8 years, 11 months ago.

Using Text LCD with Nucleo F401RE

Hi! I'm currently trying to use a LCD screen with my mbed Nucleo F401RE. I've tried testing it with a simple "Hello World " with the TextLCD library, but it keeps displaying wrong characters (" llo World! 1"). I've tested the wiring several times and also tried switching display.

Thanks for your help .

1 Answer

8 years, 11 months ago.

So which library are you using?

Please post the code also. Looks like the wiring is OK since the display is initialised and shows some good text. Could possibly be a problem with printing too soon after a clearscreen command that has not yet finished or printing a string that does not end with 0x00 since you get some more chars after "Hello World!" or is the extra '' 1'' part of your string?.

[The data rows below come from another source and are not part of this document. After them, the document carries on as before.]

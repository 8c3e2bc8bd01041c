// SPDX-License-Identifier: PMPL-1.0-or-later
// Copyright (c) 2026 Jonathan D.A. Jewell (hyperpolymath) <jonathan.jewell@open.ac.uk>
//
// Core domain types for the Metaparser bridge.

use std::path::PathBuf;

use crate::status;

/// Text produced by the engine for one command, plus the engine status.
///
/// `text` is always present. An engine that printed nothing, or failed
/// outright, yields an empty string.
#[derive(Debug, Clone, PartialEq, Eq, Default)]
pub struct CommandOutput {
    pub text: String,
    pub status: i32,
}

impl CommandOutput {
    /// A successful response carrying `text`.
    pub fn ok(text: impl Into<String>) -> Self {
        Self {
            text: text.into(),
            status: status::OK,
        }
    }

    /// An empty response carrying only a status code.
    pub fn empty(status: i32) -> Self {
        Self {
            text: String::new(),
            status,
        }
    }

    pub fn is_ok(&self) -> bool {
        status::is_ok(self.status)
    }
}

/// Lifecycle states of the bridge.
#[derive(Debug, Clone, Copy, PartialEq, Eq, Default)]
pub enum BridgeState {
    /// Nothing registered, no engine running.
    #[default]
    Uninitialized,
    /// Extension registered; waiting for `initialize`.
    Registered,
    /// Engine running; commands accepted.
    Running,
}

impl std::fmt::Display for BridgeState {
    fn fmt(&self, f: &mut std::fmt::Formatter<'_>) -> std::fmt::Result {
        let name = match self {
            Self::Uninitialized => "uninitialized",
            Self::Registered => "registered",
            Self::Running => "running",
        };
        f.write_str(name)
    }
}

/// Directories the engine is started against.
#[derive(Debug, Clone, PartialEq, Eq)]
pub struct EnginePaths {
    /// Working directory of the process once `initialize` has run. Bootstrap
    /// resources resolve against it unless a resource dir is configured.
    pub work_dir: PathBuf,
    /// Directory holding the story's main script.
    pub game_dir: PathBuf,
}

impl EnginePaths {
    pub fn new(work_dir: impl Into<PathBuf>, game_dir: impl Into<PathBuf>) -> Self {
        Self {
            work_dir: work_dir.into(),
            game_dir: game_dir.into(),
        }
    }

    /// Short game name used in log fields (last path component).
    pub fn game_name(&self) -> &str {
        self.game_dir
            .file_name()
            .and_then(|n| n.to_str())
            .unwrap_or("<game>")
    }
}
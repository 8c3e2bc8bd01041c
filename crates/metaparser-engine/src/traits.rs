// SPDX-License-Identifier: PMPL-1.0-or-later
// Copyright (c) 2026 Jonathan D.A. Jewell (hyperpolymath) <jonathan.jewell@open.ac.uk>
//
// Engine abstraction and extension records.
//
// The bridge only ever talks to the interpreter through `Engine`. An engine
// is driven by exactly one caller at a time; nothing here is re-entrant.

use std::path::Path;
use std::sync::Arc;

use metaparser_core::error::Result;
use metaparser_core::{CommandOutput, EnginePaths};

/// Callback the scripts can invoke. Takes no arguments and returns nothing.
pub type HostFn = Arc<dyn Fn() + Send + Sync>;

/// A named host function published to the script layer.
#[derive(Clone)]
pub struct HostFunction {
    name: String,
    callback: HostFn,
}

impl HostFunction {
    pub fn new(name: impl Into<String>, callback: impl Fn() + Send + Sync + 'static) -> Self {
        Self {
            name: name.into(),
            callback: Arc::new(callback),
        }
    }

    pub fn name(&self) -> &str {
        &self.name
    }

    /// Shared handle to the callback, for engines that need to move it into
    /// their own function tables.
    pub fn callback(&self) -> HostFn {
        Arc::clone(&self.callback)
    }

    pub fn call(&self) {
        (self.callback)()
    }
}

impl std::fmt::Debug for HostFunction {
    fn fmt(&self, f: &mut std::fmt::Formatter<'_>) -> std::fmt::Result {
        f.debug_struct("HostFunction").field("name", &self.name).finish()
    }
}

/// Host functions plus the bootstrap scripts that depend on them.
///
/// Bootstrap resources are logical names (e.g. `stead/tiny3.lua`) resolved by
/// the engine's own loader, and are loaded in the order they were added.
#[derive(Debug, Clone)]
pub struct Extension {
    name: String,
    functions: Vec<HostFunction>,
    bootstrap: Vec<String>,
}

impl Extension {
    pub fn new(name: impl Into<String>) -> Self {
        Self {
            name: name.into(),
            functions: Vec::new(),
            bootstrap: Vec::new(),
        }
    }

    #[must_use]
    pub fn with_function(mut self, function: HostFunction) -> Self {
        self.functions.push(function);
        self
    }

    #[must_use]
    pub fn with_bootstrap(mut self, resource: impl Into<String>) -> Self {
        self.bootstrap.push(resource.into());
        self
    }

    #[must_use]
    pub fn with_bootstraps(mut self, resources: impl IntoIterator<Item = impl Into<String>>) -> Self {
        self.bootstrap.extend(resources.into_iter().map(Into::into));
        self
    }

    pub fn name(&self) -> &str {
        &self.name
    }

    pub fn functions(&self) -> &[HostFunction] {
        &self.functions
    }

    pub fn bootstrap(&self) -> &[String] {
        &self.bootstrap
    }
}

/// An embedded interpreter the bridge can drive.
///
/// Lifecycle: `register_extension` (any number of times) → `init` →
/// `command` / `load` → `done`. `done` forgets registered extensions as well
/// as the running state.
pub trait Engine {
    /// Record an extension. Its functions are published and its bootstrap
    /// scripts run when the interpreter starts.
    fn register_extension(&mut self, extension: Extension) -> Result<()>;

    /// Start the interpreter against a game directory.
    fn init(&mut self, paths: &EnginePaths) -> Result<()>;

    /// Run one command. Script-level failure is reported in the returned
    /// status; `Err` means the interpreter itself failed.
    fn command(&mut self, text: &str) -> Result<CommandOutput>;

    /// Restore a save slot, or the default slot when `slot` is `None`.
    /// Returns the status reported by the scripts.
    fn load(&mut self, slot: Option<&Path>) -> Result<i32>;

    /// Release the interpreter and forget all extensions.
    fn done(&mut self);

    fn is_running(&self) -> bool;
}

#[cfg(test)]
mod tests {
    use super::*;
    use std::sync::atomic::{AtomicUsize, Ordering};

    #[test]
    fn bootstrap_order_is_kept() {
        let ext = Extension::new("parser")
            .with_bootstrap("stead/tiny3.lua")
            .with_bootstraps(["stead/metaparser.lua", "stead/extra.lua"]);
        assert_eq!(
            ext.bootstrap(),
            ["stead/tiny3.lua", "stead/metaparser.lua", "stead/extra.lua"]
        );
    }

    #[test]
    fn host_function_invokes_callback() {
        let hits = Arc::new(AtomicUsize::new(0));
        let counter = Arc::clone(&hits);
        let f = HostFunction::new("ping", move || {
            counter.fetch_add(1, Ordering::SeqCst);
        });
        f.call();
        (f.callback())();
        assert_eq!(hits.load(Ordering::SeqCst), 2);
        assert_eq!(f.name(), "ping");
    }
}
// SPDX-License-Identifier: PMPL-1.0-or-later
// Copyright (c) 2026 Jonathan D.A. Jewell (hyperpolymath) <jonathan.jewell@open.ac.uk>
//
// Line-oriented game loop over a `Bridge`.
//
// Every input line is one command. Lines starting with `!` are console
// directives: `!load` restores the default save slot, `!quit` ends the
// session. A restart requested by the scripts tears the engine down and
// runs the register/initialise sequence again, as the Android app does.

use std::io::{BufRead, Write};
use std::path::PathBuf;

use tracing::debug;

use metaparser_bridge::Bridge;
use metaparser_core::error::Result;
use metaparser_engine::Engine;

/// Command sent after every (re)start to show the opening text.
const OPENING_COMMAND: &str = "look";

pub struct Console<E: Engine> {
    bridge: Bridge<E>,
    data_dir: PathBuf,
    game_dir: PathBuf,
}

impl<E: Engine> Console<E> {
    pub fn new(bridge: Bridge<E>, data_dir: PathBuf, game_dir: PathBuf) -> Self {
        Self {
            bridge,
            data_dir,
            game_dir,
        }
    }

    fn start(&mut self, out: &mut impl Write) -> Result<()> {
        self.bridge.register_extension()?;
        self.bridge.initialize(&self.data_dir, &self.game_dir)?;
        self.print_response(OPENING_COMMAND, out)
    }

    fn print_response(&mut self, command: &str, out: &mut impl Write) -> Result<()> {
        let output = self.bridge.send_command(command);
        if !output.text.is_empty() {
            writeln!(out, "{}", output.text.trim_end())?;
        }
        if !output.is_ok() {
            debug!(command, status = output.status, "command reported a non-zero status");
        }
        Ok(())
    }

    /// Play until `!quit` or end of input.
    pub fn run(&mut self, input: impl BufRead, mut out: impl Write) -> Result<()> {
        self.start(&mut out)?;
        out.flush()?;

        for line in input.lines() {
            let line = line?;
            let command = line.trim();
            match command {
                "" => continue,
                "!quit" => break,
                "!load" => match self.bridge.load_state() {
                    Ok(code) => writeln!(out, "[restored, status {code}]")?,
                    Err(e) => writeln!(out, "[cannot restore: {e}]")?,
                },
                _ => {
                    self.print_response(command, &mut out)?;
                    if self.bridge.consume_restart_flag() {
                        writeln!(out, "[restarting]")?;
                        self.bridge.teardown();
                        self.start(&mut out)?;
                    }
                }
            }
            out.flush()?;
        }

        self.bridge.teardown();
        Ok(())
    }
}

#[cfg(test)]
mod tests {
    use super::*;
    use metaparser_core::{BridgeConfig, status};
    use metaparser_engine::testing::ScriptedEngine;

    fn play(engine: ScriptedEngine, input: &str) -> (Result<()>, String) {
        let work = tempfile::tempdir().unwrap();
        let game = tempfile::tempdir().unwrap();
        let bridge = Bridge::new(engine, BridgeConfig::default());
        let mut console = Console::new(bridge, work.path().into(), game.path().into());
        let mut out = Vec::new();
        let result = console.run(input.as_bytes(), &mut out);
        (result, String::from_utf8(out).unwrap())
    }

    fn story() -> ScriptedEngine {
        ScriptedEngine::new()
            .respond("look", "Attic.")
            .respond("restart", "Bye.")
            .trigger("restart", "instead_restart")
    }

    #[test]
    fn prints_opening_and_responses() {
        let (result, out) = play(story(), "look\n\n!quit\nlook\n");
        result.unwrap();
        assert_eq!(out, "Attic.\nAttic.\n");
    }

    #[test]
    fn restart_reinitialises() {
        let (result, out) = play(story(), "restart\n");
        result.unwrap();
        assert_eq!(out, "Attic.\nBye.\n[restarting]\nAttic.\n");
    }

    #[test]
    fn load_without_save_is_reported() {
        let (result, out) = play(story(), "!load\n");
        result.unwrap();
        assert!(out.contains("cannot restore"));
    }

    #[test]
    fn init_failure_ends_session() {
        let (result, _) = play(story().fail_init(status::ENGINE_FAILURE), "look\n");
        assert_eq!(result.unwrap_err().status(), status::ENGINE_FAILURE);
    }
}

Hey; thanks for answering. I'm using the TextLCD library : https://developer.mbed.org/components/HD44780-Text-LCD/ After some time I understood what's wrong. To write a correct "Hello world" I wrote :

  1. include "mbed.h"
  2. include "TextLCD.h"

TextLCD lcd(PA_9, PB_10, PB_4, PB_5, PB_3, PA_10);

DigitalOut rw(PA_8);

int main() { lcd.cls(); wait(2);

lcd.locate(0,0); lcd.printf(" lo world! Hel");

while(1); }

The three last characters are displayed as the first, I don't know how to fix that .

I checked the pins in the TextLCD lcd and they are matching the table in the cookbook. Thanks again

posted by jack cachan 20 May 2015

Please use <<code>> and <</code>> tags around your posted code to keep it readable.

#include "mbed.h"
#include "TextLCD.h"
TextLCD lcd(PA_9, PB_10, PB_4, PB_5, PB_3, PA_10); // RS, E, D4-D7

DigitalOut rw(PA_8); // RW

int main() {

lcd.cls(); wait(2);

lcd.locate(0,0); 
lcd.printf(" lo world! Hel");

while(1); 
}

First make sure the RW pin of the LCD is at GND level. You can use a DigitalOut pin like so:

..
int main() {

rw=0;

lcd.cls();

etc..

but you can also simply hardwire the LCD RW pin to GND.

Just to make sure all pins are wired correctly, try to set the location to another line by calling lcd.locate(0, 1). I assume you are using the default 16x2 display (which type nr ?). Other displays may have different addressing schemes which confuse the lcd.locate().